Echoing the sentiments expressed by a young John Kerry during the Vietnam War, it’s time someone ask, “How do you ask a man to be the last man to die for our enemies?”

When will we stop falling on our swords for our enemies?  When will we learn the lesson that if there is no strategic interest for us or a key ally in a given fight, we should stop arming our enemies and tipping the balance of power to our adversaries?  When will we stop sending our troops into meat grinders with no conclusive outcome or strategic objective other than punishing them for violating rules of engagement?

The question of keeping Erdogan’s Turkey in NATO and defending them under Article 5 of its charter is one that must be answered by all presidential candidates.

These are all questions that conservatives must ask of our presidential candidates.

Last week, Sen. Marco Rubio (R-FL) said he would back NATO support of Turkey if Russia tried to retaliate against them for shooting down their fighter jet.  A Russian helicopter was also shot down by “Syrian rebels” who are closely affiliated with Al Qaeda, armed with CIA-provided TOW anti-tank missiles.

Accordingly, Marco Rubio would have us go to war with Russia in order to defend the Islamist Erdogan’s regime in Turkey and the Al Qaeda-infested Syrian rebels.  Make no mistake about it, Putin is an enemy of the United States, but to side with Al Qaeda and Turkey in this fight instead of staying far away from it altogether is sheer lunacy.

The question of keeping Erdogan’s Turkey in NATO and defending them under Article 5 of its charter is one that must be answered by all presidential candidates.  The inanity of keeping Turkey in NATO 12 years after their ad hoc Islamist revolution reflects the obsolete nature of this military alliance and the broader dyslexia of our foreign policy.  Erdogan has turned Turkey into the Sunni version of Iran, serving as the nexus for all pan-Islamist jihad movements in the region.  They are also quietly helping ISIS in terms of providing safe haven, safe passage, weapons, and intel support when it works to their benefit.  Yet, the European Union is willing to grant Turkey fast-track status to EU membership.

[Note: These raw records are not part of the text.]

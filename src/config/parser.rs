use crate::config::types::Config;
use crate::config::validation::validate;
use crate::ConfigError;
use std::path::Path;

/// Loads and parses a configuration file from the given path
///
/// # Arguments
///
/// * `path` - Path to the TOML configuration file
///
/// # Returns
///
/// * `Ok(Config)` - Successfully loaded and validated configuration
/// * `Err(ConfigError)` - Failed to load, parse, or validate the configuration
///
/// # Example
///
/// ```no_run
/// use std::path::Path;
/// use mirror_crawl::config::load_config;
///
/// let config = load_config(Path::new("mirror.toml")).unwrap();
/// println!("Root: {}", config.crawl.root_url);
/// ```
pub fn load_config(path: &Path) -> Result<Config, ConfigError> {
    let content = std::fs::read_to_string(path)?;
    parse_config(&content)
}

/// Parses and validates configuration from TOML text
pub fn parse_config(content: &str) -> Result<Config, ConfigError> {
    let config: Config = toml::from_str(content)?;
    validate(&config)?;
    Ok(config)
}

This is not a war for which U.S. lives, weapons, and money are worth expending. 

Why not let ISIS, Al-Qaeda-saturated rebels, Assad, Turkey, and Russia – all enemies of the United States – duke it out without us expending lives and resources on behalf of any of them?  Turkey has stopped being a NATO ally a long time ago and we should never get sucked into defending them, as Rubio suggests. Let’s focus on arming the Kurds and creating safe-zones for the Christian minorities in the region.

We need a strong and prudent foreign policy, but arming Al Qaeda in Syria, Iranian-backed militias in Iraq, and the Palestinians in Israel is neither prudent nor a projection of strength.

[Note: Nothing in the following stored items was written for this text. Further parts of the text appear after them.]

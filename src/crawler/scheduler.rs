//! Fetch scheduler - bounded batches with a barrier between rounds
//!
//! Each round pops up to `concurrency` addresses from the frontier, runs one
//! dispatch per address concurrently on the current task, and waits for the
//! whole batch to settle before touching the frontier again:
//! - successes are removed for good, recorded as completed, and their links
//!   offered to the frontier
//! - retryable failures go back to their original frontier position
//! - a fatal error is returned after the rest of the batch is reconciled

use crate::crawler::dispatcher::{Dispatch, DownloadOutcome, ResourceKind};
use crate::output::{ProgressEvent, ProgressReporter};
use crate::state::CrawlState;
use crate::MirrorError;
use futures::future::join_all;
use std::collections::HashMap;

/// How many times a failing address is retried
#[derive(Debug, Clone, Copy, PartialEq, Eq, Default)]
pub struct RetryPolicy {
    /// Consecutive failures tolerated before giving up (0 = never give up)
    pub max_retries: u32,
}

impl RetryPolicy {
    pub fn unlimited() -> Self {
        Self { max_retries: 0 }
    }

    pub fn limited(max_retries: u32) -> Self {
        Self { max_retries }
    }

    /// Returns true once `failures` consecutive failures exceed the limit
    pub fn is_exhausted(&self, failures: u32) -> bool {
        self.max_retries > 0 && failures > self.max_retries
    }
}

/// Tally of what happened in one or more rounds
#[derive(Debug, Clone, Copy, Default, PartialEq, Eq)]
pub struct RoundSummary {
    pub dispatched: u64,
    pub pages: u64,
    pub files_written: u64,
    pub files_skipped: u64,
    pub failed: u64,
    pub abandoned: u64,
    pub discovered: u64,
}

impl RoundSummary {
    /// Number of addresses completed successfully
    pub fn succeeded(&self) -> u64 {
        self.pages + self.files_written + self.files_skipped
    }

    /// Adds another summary into this one
    pub fn absorb(&mut self, other: &RoundSummary) {
        self.dispatched += other.dispatched;
        self.pages += other.pages;
        self.files_written += other.files_written;
        self.files_skipped += other.files_skipped;
        self.failed += other.failed;
        self.abandoned += other.abandoned;
        self.discovered += other.discovered;
    }
}

/// Drives dispatch rounds over a [`CrawlState`]
pub struct Scheduler<D> {
    dispatcher: D,
    concurrency: usize,
    retry: RetryPolicy,
    /// Consecutive failure count per pending address
    failures: HashMap<String, u32>,
    rounds: u64,
}

impl<D: Dispatch> Scheduler<D> {
    pub fn new(dispatcher: D, concurrency: usize, retry: RetryPolicy) -> Self {
        Self {
            dispatcher,
            concurrency: concurrency.max(1),
            retry,
            failures: HashMap::new(),
            rounds: 0,
        }
    }

    /// Number of rounds run so far
    pub fn rounds(&self) -> u64 {
        self.rounds
    }

    pub fn concurrency(&self) -> usize {
        self.concurrency
    }

    pub fn dispatcher(&self) -> &D {
        &self.dispatcher
    }

    /// Runs one round: pop a batch, dispatch it, reconcile the outcomes
    ///
    /// Returns an empty summary without dispatching if the frontier is empty.
    pub async fn run_round(
        &mut self,
        state: &mut CrawlState,
        reporter: &dyn ProgressReporter,
    ) -> Result<RoundSummary, MirrorError> {
        let before = state.progress();
        let batch = state.frontier.pop_batch(self.concurrency);
        let mut summary = RoundSummary {
            dispatched: batch.len() as u64,
            ..RoundSummary::default()
        };
        if batch.is_empty() {
            return Ok(summary);
        }

        self.rounds += 1;
        reporter.report(ProgressEvent::RoundStarted {
            round: self.rounds,
            batch_size: batch.len(),
            progress: before,
        });

        let dispatcher = &self.dispatcher;
        let outcomes = join_all(
            batch
                .iter()
                .map(|pending| dispatcher.dispatch(pending.address())),
        )
        .await;

        let mut discovered = Vec::new();
        let mut fatal = None;

        for (pending, outcome) in batch.into_iter().zip(outcomes) {
            match outcome {
                Ok(DownloadOutcome::Success { kind, links }) => {
                    self.failures.remove(pending.address());
                    state.mark_completed(pending.address());
                    match kind {
                        ResourceKind::Page => summary.pages += 1,
                        ResourceKind::File => summary.files_written += 1,
                        ResourceKind::Skipped => summary.files_skipped += 1,
                    }
                    reporter.report(ProgressEvent::Completed {
                        address: pending.address(),
                        kind,
                        progress: state.progress(),
                    });
                    discovered.extend(links);
                }

                Ok(DownloadOutcome::RetryableFailure { reason }) => {
                    let failures = self
                        .failures
                        .entry(pending.address().to_string())
                        .or_insert(0);
                    *failures += 1;
                    let attempts = *failures;

                    if self.retry.is_exhausted(attempts) {
                        self.failures.remove(pending.address());
                        state.mark_abandoned(pending.address());
                        summary.abandoned += 1;
                        reporter.report(ProgressEvent::Abandoned {
                            address: pending.address(),
                            reason: &reason,
                            attempts,
                        });
                    } else {
                        summary.failed += 1;
                        reporter.report(ProgressEvent::Failed {
                            address: pending.address(),
                            reason: &reason,
                            attempt: attempts,
                        });
                        state.frontier.restore(pending);
                    }
                }

                Err(e) => {
                    tracing::error!("Fatal error while processing {}: {}", pending.address(), e);
                    state.frontier.restore(pending);
                    if fatal.is_none() {
                        fatal = Some(e);
                    }
                }
            }
        }

        for link in discovered {
            if state.discover(&link) {
                summary.discovered += 1;
                tracing::trace!("Added {} to pending stack", link);
            }
        }

        match fatal {
            Some(e) => Err(e),
            None => Ok(summary),
        }
    }
}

Moreover, it’s time for GOP candidates to both offer a rationale for why we are still in Afghanistan and commit to executing that mission, or to pull our troops out altogether.  Our soldiers are still dying for nothing on almost a weekly basis and are continuously being persecuted and prosecuted for doing their jobs.  That must end now.

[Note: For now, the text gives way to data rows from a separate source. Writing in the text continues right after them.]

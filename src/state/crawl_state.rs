use crate::state::{CompletedRegistry, Frontier};

/// Progress counters used for reporting only
#[derive(Debug, Clone, Copy, PartialEq, Eq, Default)]
pub struct Progress {
    /// Addresses completed so far
    pub completed: u64,
    /// Addresses ever discovered (pending + completed)
    pub total: u64,
}

/// The mutable crawl state shared by the scheduler and the checkpoint manager
///
/// When loop prevention is enabled, an address is never in both the frontier
/// and the completed registry.
#[derive(Debug, Clone)]
pub struct CrawlState {
    pub frontier: Frontier,
    pub completed: CompletedRegistry,
    pub completed_count: u64,
    prevent_loops: bool,
}

impl CrawlState {
    /// Fresh state with only the root address pending
    pub fn seeded(root: &str, prevent_loops: bool) -> Self {
        let mut frontier = Frontier::new();
        frontier.push(root);
        Self {
            frontier,
            completed: CompletedRegistry::new(),
            completed_count: 0,
            prevent_loops,
        }
    }

    /// State rebuilt from a checkpoint
    pub fn restored(
        frontier: Frontier,
        completed: CompletedRegistry,
        completed_count: u64,
        prevent_loops: bool,
    ) -> Self {
        let mut state = Self {
            frontier,
            completed,
            completed_count,
            prevent_loops,
        };

        if prevent_loops {
            let stale: Vec<String> = state
                .frontier
                .iter()
                .filter(|address| state.completed.contains(address))
                .map(str::to_string)
                .collect();
            for address in stale {
                tracing::debug!("Dropping already completed {} from frontier", address);
                state.frontier.remove(&address);
            }
        }

        state
    }

    pub fn prevent_loops(&self) -> bool {
        self.prevent_loops
    }

    /// Offers a newly discovered link to the frontier
    ///
    /// Returns true if the link was added. Links already completed are
    /// discarded when loop prevention is on; links already pending are
    /// left where they are.
    pub fn discover(&mut self, link: &str) -> bool {
        if self.prevent_loops && self.completed.contains(link) {
            tracing::trace!("Discarding {}: already completed", link);
            return false;
        }
        self.frontier.push(link)
    }

    /// Records a successful completion of an address
    pub fn mark_completed(&mut self, address: &str) {
        self.frontier.remove(address);
        self.completed_count += 1;
        if self.prevent_loops {
            self.completed.insert(address);
        }
    }

    /// Records an address given up on after too many failures
    ///
    /// Abandoned addresses do not count as completed.
    pub fn mark_abandoned(&mut self, address: &str) {
        self.frontier.remove(address);
        if self.prevent_loops {
            self.completed.insert(address);
        }
    }

    pub fn progress(&self) -> Progress {
        Progress {
            completed: self.completed_count,
            total: self.completed_count + self.frontier.len() as u64,
        }
    }

    pub fn is_finished(&self) -> bool {
        self.frontier.is_empty()
    }
}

Let’s have a quick review of do’s and don’ts in the Middle East in order to reorient our foreign policy to one that actually promotes our best interests:

The next president needs to take a Hippocratic oath on foreign policy.  The annals of foreign policy can be tedious to sort through, but it’s easy to start with a simple pledge to first do no harm. The Graham/Rubio/McCain approach of involving us in every Islamic sectarian civil war and then bringing in Islamic immigrants from both sides is the equivalent of fighting a fire with a blow torch.

It’s time to move beyond the lost decade of Republican foreign policy and focus on protecting America and our strategic interests first.  It’s time to stop funding and arming those who hate us.  And it’s certainly time to stop involving our military in conflicts where there is no conclusive outcome, no ground to be gained or held for our strategic interests or protection of consistent and reliable allies.

The only thing worse than not having a strategy in the Middle East is sending our troops over there into a meat grinder while we have no strategy.  Or worse, sending soldiers and arms to our enemies.  And we can start by not having our military and CIA do the bidding of Al Qaeda and Erdogan.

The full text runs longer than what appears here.